*** Material shown Section Begins ***
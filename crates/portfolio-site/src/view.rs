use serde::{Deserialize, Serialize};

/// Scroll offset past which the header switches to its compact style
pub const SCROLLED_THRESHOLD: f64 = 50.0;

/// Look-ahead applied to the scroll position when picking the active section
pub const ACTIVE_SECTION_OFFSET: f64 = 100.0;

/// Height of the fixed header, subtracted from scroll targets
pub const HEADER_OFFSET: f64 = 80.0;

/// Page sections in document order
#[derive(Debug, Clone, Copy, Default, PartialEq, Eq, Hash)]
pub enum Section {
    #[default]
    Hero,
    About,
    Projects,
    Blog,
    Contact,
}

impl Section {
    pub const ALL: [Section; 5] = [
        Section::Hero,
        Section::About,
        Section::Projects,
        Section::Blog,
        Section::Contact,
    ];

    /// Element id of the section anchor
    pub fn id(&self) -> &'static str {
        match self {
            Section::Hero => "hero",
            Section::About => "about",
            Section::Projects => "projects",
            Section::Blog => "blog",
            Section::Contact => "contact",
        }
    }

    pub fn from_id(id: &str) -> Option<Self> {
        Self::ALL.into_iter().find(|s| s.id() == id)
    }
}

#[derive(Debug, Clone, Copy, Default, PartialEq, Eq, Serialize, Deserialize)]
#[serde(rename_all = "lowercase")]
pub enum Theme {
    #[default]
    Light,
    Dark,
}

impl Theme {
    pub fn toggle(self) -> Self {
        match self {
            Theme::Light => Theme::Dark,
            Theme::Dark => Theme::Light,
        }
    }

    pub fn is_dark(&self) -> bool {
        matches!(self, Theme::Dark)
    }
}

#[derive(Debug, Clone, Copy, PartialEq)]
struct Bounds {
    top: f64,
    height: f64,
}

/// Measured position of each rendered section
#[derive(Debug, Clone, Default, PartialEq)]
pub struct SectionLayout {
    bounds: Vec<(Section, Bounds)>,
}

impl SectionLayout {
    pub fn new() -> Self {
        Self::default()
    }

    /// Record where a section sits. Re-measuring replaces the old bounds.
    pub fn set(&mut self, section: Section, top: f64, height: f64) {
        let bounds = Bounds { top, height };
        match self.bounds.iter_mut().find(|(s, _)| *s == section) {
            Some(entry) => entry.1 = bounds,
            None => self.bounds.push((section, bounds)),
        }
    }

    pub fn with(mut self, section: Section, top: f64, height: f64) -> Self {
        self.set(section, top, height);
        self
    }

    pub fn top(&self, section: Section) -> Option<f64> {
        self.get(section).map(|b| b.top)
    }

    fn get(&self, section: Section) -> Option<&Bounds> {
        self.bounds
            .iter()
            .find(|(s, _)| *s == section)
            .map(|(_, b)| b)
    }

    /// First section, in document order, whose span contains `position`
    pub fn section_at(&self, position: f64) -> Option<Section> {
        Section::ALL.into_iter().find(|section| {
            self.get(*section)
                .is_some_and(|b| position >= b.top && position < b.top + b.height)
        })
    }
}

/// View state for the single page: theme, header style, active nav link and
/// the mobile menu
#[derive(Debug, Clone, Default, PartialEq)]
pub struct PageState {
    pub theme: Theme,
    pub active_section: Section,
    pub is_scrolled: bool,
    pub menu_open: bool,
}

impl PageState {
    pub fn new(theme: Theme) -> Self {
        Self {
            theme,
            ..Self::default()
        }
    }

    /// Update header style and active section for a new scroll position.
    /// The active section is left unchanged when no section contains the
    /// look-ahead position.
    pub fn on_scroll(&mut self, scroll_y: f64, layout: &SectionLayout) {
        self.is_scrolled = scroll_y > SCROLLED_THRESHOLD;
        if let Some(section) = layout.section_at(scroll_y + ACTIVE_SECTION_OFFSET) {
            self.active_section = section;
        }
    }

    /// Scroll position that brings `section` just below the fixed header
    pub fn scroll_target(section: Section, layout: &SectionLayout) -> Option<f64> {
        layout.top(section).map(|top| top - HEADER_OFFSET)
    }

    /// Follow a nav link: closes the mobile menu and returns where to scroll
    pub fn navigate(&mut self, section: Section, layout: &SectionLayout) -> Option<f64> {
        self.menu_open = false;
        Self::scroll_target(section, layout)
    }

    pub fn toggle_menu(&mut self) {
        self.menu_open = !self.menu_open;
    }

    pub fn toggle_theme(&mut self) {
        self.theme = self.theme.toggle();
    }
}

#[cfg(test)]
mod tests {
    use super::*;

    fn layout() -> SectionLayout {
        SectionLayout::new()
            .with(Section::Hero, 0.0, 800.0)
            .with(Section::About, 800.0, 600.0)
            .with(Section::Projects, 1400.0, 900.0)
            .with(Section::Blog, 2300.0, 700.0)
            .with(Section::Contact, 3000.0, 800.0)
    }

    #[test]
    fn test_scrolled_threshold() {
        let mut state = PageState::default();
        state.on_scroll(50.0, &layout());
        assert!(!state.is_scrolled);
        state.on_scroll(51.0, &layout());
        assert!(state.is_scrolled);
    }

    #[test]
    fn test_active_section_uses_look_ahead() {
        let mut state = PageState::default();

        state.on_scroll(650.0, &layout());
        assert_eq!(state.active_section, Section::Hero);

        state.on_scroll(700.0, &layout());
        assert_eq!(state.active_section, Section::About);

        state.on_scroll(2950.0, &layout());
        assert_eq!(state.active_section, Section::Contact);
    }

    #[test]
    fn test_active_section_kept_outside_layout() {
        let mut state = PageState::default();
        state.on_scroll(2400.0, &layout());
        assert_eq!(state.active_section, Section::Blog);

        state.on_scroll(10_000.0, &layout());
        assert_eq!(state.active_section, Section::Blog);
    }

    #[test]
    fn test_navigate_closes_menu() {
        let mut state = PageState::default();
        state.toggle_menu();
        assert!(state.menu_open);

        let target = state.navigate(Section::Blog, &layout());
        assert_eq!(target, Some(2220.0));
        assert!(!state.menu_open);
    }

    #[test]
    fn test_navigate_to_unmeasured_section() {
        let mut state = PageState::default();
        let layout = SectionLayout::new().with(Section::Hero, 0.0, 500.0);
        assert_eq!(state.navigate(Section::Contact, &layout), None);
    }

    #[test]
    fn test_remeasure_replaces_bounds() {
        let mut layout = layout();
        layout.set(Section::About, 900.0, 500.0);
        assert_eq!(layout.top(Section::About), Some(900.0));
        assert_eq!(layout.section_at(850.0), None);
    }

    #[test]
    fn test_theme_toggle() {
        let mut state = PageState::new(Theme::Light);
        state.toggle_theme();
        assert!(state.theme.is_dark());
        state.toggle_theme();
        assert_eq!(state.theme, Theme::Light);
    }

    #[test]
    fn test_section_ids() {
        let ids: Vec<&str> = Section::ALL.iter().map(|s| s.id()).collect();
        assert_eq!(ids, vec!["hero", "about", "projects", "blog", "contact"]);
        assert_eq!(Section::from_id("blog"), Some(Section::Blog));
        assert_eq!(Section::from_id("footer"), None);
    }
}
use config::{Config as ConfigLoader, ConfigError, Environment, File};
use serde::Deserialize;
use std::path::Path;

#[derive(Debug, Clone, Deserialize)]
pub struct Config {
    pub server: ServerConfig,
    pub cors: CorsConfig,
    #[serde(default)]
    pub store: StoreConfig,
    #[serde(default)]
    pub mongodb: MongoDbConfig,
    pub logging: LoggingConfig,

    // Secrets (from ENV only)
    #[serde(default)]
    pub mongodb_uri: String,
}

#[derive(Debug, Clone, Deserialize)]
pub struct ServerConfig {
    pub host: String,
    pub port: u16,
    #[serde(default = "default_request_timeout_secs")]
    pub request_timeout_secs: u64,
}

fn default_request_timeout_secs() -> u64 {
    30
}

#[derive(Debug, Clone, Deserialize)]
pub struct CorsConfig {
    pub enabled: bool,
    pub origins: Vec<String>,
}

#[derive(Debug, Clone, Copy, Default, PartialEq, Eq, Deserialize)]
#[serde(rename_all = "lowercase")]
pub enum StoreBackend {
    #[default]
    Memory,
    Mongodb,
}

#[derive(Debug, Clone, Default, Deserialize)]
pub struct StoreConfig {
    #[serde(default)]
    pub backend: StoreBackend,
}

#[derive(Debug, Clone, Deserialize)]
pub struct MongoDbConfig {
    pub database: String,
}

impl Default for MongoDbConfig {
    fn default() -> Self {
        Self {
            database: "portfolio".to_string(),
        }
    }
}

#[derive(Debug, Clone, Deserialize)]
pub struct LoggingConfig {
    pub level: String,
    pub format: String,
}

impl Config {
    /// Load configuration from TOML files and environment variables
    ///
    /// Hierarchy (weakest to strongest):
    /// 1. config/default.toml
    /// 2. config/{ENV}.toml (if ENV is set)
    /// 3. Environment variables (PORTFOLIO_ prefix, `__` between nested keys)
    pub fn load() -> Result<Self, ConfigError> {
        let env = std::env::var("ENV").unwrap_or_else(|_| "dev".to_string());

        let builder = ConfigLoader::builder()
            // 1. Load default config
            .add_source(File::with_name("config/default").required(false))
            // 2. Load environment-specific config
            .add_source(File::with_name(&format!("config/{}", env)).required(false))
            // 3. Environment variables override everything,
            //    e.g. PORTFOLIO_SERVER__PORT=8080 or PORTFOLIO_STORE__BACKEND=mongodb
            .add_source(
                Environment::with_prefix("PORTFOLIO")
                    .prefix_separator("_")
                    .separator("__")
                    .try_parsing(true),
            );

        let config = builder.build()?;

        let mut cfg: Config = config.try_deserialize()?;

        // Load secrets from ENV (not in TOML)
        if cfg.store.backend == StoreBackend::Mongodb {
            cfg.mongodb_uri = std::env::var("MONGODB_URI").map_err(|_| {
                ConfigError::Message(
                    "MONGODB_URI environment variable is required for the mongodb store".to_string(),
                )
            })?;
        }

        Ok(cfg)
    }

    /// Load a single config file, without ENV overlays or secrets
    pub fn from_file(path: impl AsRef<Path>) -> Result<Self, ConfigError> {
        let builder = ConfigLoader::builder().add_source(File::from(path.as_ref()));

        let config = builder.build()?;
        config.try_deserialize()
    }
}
*** Material shown Section Ends ***
- **Exercise**:
What you give back must be the stretch above, starting at the line with "let bounds = Bounds" and ending at the line with "pub fn with(mut", copied exactly.

- **Solved exercise**:
        let bounds = Bounds { top, height };
        match self.bounds.iter_mut().find(|(s, _)| *s == section) {
            Some(entry) => entry.1 = bounds,
            None => self.bounds.push((section, bounds)),
        }
    }

    pub fn with(mut self, section: Section, top: f64, height: f64) -> Self {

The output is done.